Typically, when this has happened when there are too many certs in the CA bundle. I had only 16 certs which I then limited to only Entrust certs as we use Entrust as our CA. So, that reduced it down to 6. I have also run “katello-certs-check -t foreman”, and there are no failures; “Validation succeeded”. So, something else is causing the excessive message size error.
The ca file should contain the chain for the server certificate including the root. That’s should require 16 certs and not even 6. Why do you need 6? Are you sure?

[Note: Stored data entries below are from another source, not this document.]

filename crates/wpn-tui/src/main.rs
mod action;
mod app;
mod app_state;
mod card;
mod component;
mod components;
mod filter;
mod focus;
mod session;
mod theme;
mod widgets;

use std::path::PathBuf;
use std::time::Duration;

use clap::Parser;
use wpn_proto::config::{Config, SourceConfig};
use wpn_proto::{platform, SnapshotProvider, Source};

/// What's Playing Now: live per-channel track listings in the terminal.
#[derive(Parser, Debug)]
#[command(name = "wpn", version, about)]
struct Cli {
    /// Config file to use instead of the default location.
    #[arg(long, value_name = "PATH")]
    config: Option<PathBuf>,

    /// Snapshot source: an http(s) URL or a JSON file path.
    #[arg(long, value_name = "URL_OR_PATH")]
    source: Option<String>,
}

#[tokio::main]
async fn main() -> anyhow::Result<()> {
    let cli = Cli::parse();

    let data_dir = platform::data_dir();
    std::fs::create_dir_all(&data_dir)?;
    let log_path = platform::log_path();

    let log_file = std::fs::OpenOptions::new()
        .create(true)
        .append(true)
        .open(&log_path)?;

    // Allow RUST_LOG override; keep HTTP client internals quiet by default.
    let log_filter = std::env::var("RUST_LOG")
        .unwrap_or_else(|_| "debug,hyper_util=warn,reqwest=warn,hyper=warn".to_string());
    tracing_subscriber::fmt()
        .with_writer(log_file)
        .with_env_filter(log_filter.as_str())
        .with_ansi(false)
        .init();

    // Print log path to stderr so the operator can tail it immediately.
    eprintln!("wpn log: {}", log_path.display());
    tracing::info!("wpn starting…");

    // ── Load config ──────────────────────────────────────────────────────────
    let config_path = cli.config.clone().unwrap_or_else(Config::config_path);
    let mut config = match Config::load_from(&config_path) {
        Ok(config) => config,
        Err(e) => {
            tracing::warn!(
                "config {} unusable, using defaults: {:#}",
                config_path.display(),
                e
            );
            Config::default()
        }
    };
    if let Some(location) = cli.source.as_deref() {
        config.source = SourceConfig::from_location(location);
    }
    tracing::debug!("config: {:?}", config);

    // ── Snapshot source ──────────────────────────────────────────────────────
    let source = Source::from_config(&config.source)?;
    tracing::info!("snapshot source: {}", source.describe());

    let auto_refresh = (config.refresh.auto_refresh && config.refresh.interval_secs > 0)
        .then(|| Duration::from_secs(config.refresh.interval_secs));

    // ── Run TUI ──────────────────────────────────────────────────────────────
    let app = app::App::new(source, auto_refresh, config.ui.show_keys_bar);
    app.run().await?;

    Ok(())
}
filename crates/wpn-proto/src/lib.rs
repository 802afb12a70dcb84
//! Shared data model and snapshot acquisition for the WPN dashboard.

pub mod config;
pub mod error;
pub mod model;
pub mod platform;
pub mod provider;

pub use error::ProviderError;
pub use model::{ChannelEntry, ChannelHistory, Snapshot, TrackEntry};
pub use provider::{SnapshotProvider, Source};
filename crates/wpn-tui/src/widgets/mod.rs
pub mod filter_input;
pub mod pane_chrome;
pub mod status_bar;
pub mod toast;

I tried with just the root and intermediate, but still was having the issue. I eventually had success. What I noticed was that something was causing issues with the certs on the web server during the install. I’m sure that during the install, since we start with everything off, the web server is being configured and brought up.
What I found was that when I got this error, if I checked the web interface, it said the site wasn’t secure, and I got this error: “Error code: SSL_ERROR_RX_MALFORMED_HANDSHAKE”. So, I tried running “foreman-maintain service restart” and running the installer again. This was successful. So, it appears that their is something not working right with restarting httpd the first go around.
Also, I frequently find that nearly 150 CA are added to the ca bundle whenever I run the installer. I usually have to clear all the added ones from the file, and rerun. For some reason, it doesn’t happen on the second run.
Did you check with katello-certs-check that it’s all O.K.?
The file to --certs-server-ca-cert should be the chain, starting with the issuing ca of the server cert, continuing the intermediates ending with the root ca cert.
If some other certs/ca pop up sometimes, I would say it’s because at some point in the past you have configured different files using some of the other cert options. As foreman-installer remembers all previous settings in its answer files, omitting an option does not undo a configuration done before…
You could check the answers file /etc/foreman-installer/scenarios.d/ for some of those changes or with foreman-installer --full-help. Usually, the various certificates, keys and chains are all stored in /root/ssl-build. If you look there, maybe you’ll find the file containing those 150 CAs. If not, check the foreman-installer log. It should somewhere there explain why it did what it did.
Yes, I ran that prior to the install, and everything was “OK” and verification succeeded.